Alliance Defending Freedom attorneys representing the Christian employers also filed a motion asking the court to block enforcement of the mandates. In an affidavit, CEA President Shannon Royce noted that the group’s members “believe that God purposefully designs and creates humans as distinctly either male or female [and] that His purposeful design and creation of humans as male or female is immutable.”

Healthcare providers that don’t comply could lose federal funding, and any employer could face civil penalties and punitive damages. But even compliance would come with a cost, said Stephen Vaughn, a Christian businessman and CEO of the Raleigh-based Kitchen and Bath Galleries: “This would be a strain on employers as well as all employees, who would wind up with higher healthcare costs.” He also objected to the mandated coverage on religious grounds.

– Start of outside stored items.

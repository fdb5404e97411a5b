//! The building blocks of reconstruction-based radiograph anomaly detection.

mod common;
pub mod dataset;
pub mod loss;
pub mod metrics;
pub mod model;
pub mod processor;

The American College of Pediatricians, the Catholic Medical Association, and an OB-GYN doctor who specializes in caring for adolescents filed a lawsuit against HHS Secretary Xavier Becerra, among others, in August challenging the mandate. They contend it could require doctors to violate their medical judgment or religious beliefs.

A federal judge in Texas blocked the HHS mandate in August. But Judge Reed O’Connor’s order only covered the parties to the case: Franciscan Alliance (a Catholic hospital network in Indiana and Illinois) and the Christian Medical & Dental Associations and its 19,000 members. A different judge in North Dakota blocked both the HHS and EEOC directives in January, but that ruling also only applied to the parties involved, a coalition of entities affiliated with the Catholic Church.

The Biden administration has sidestepped formal rule-making procedures to create some of its transgender mandates. That issue is now before a federal appeals court. College of the Ozarks, a Christian school, challenged an administration directive requiring schools to open dormitories, locker rooms, and bathrooms to students based on their gender identities. A federal judge in Missouri upheld the mandate in May.

“Any time an agency imposes a binding legal standard that citizens must follow or accept punishment under, it is a rule that the agency should have allowed the public to comment on and that the agency has to answer for in court,” said ADF senior counsel Matt Bowman. “It cannot escape accountability by simply not calling it a rule.”


Steve West

Steve is a reporter for WORLD. A graduate of World Journalism Institute, he worked for 34 years as a federal prosecutor in Raleigh, N.C., where he resides with his wife.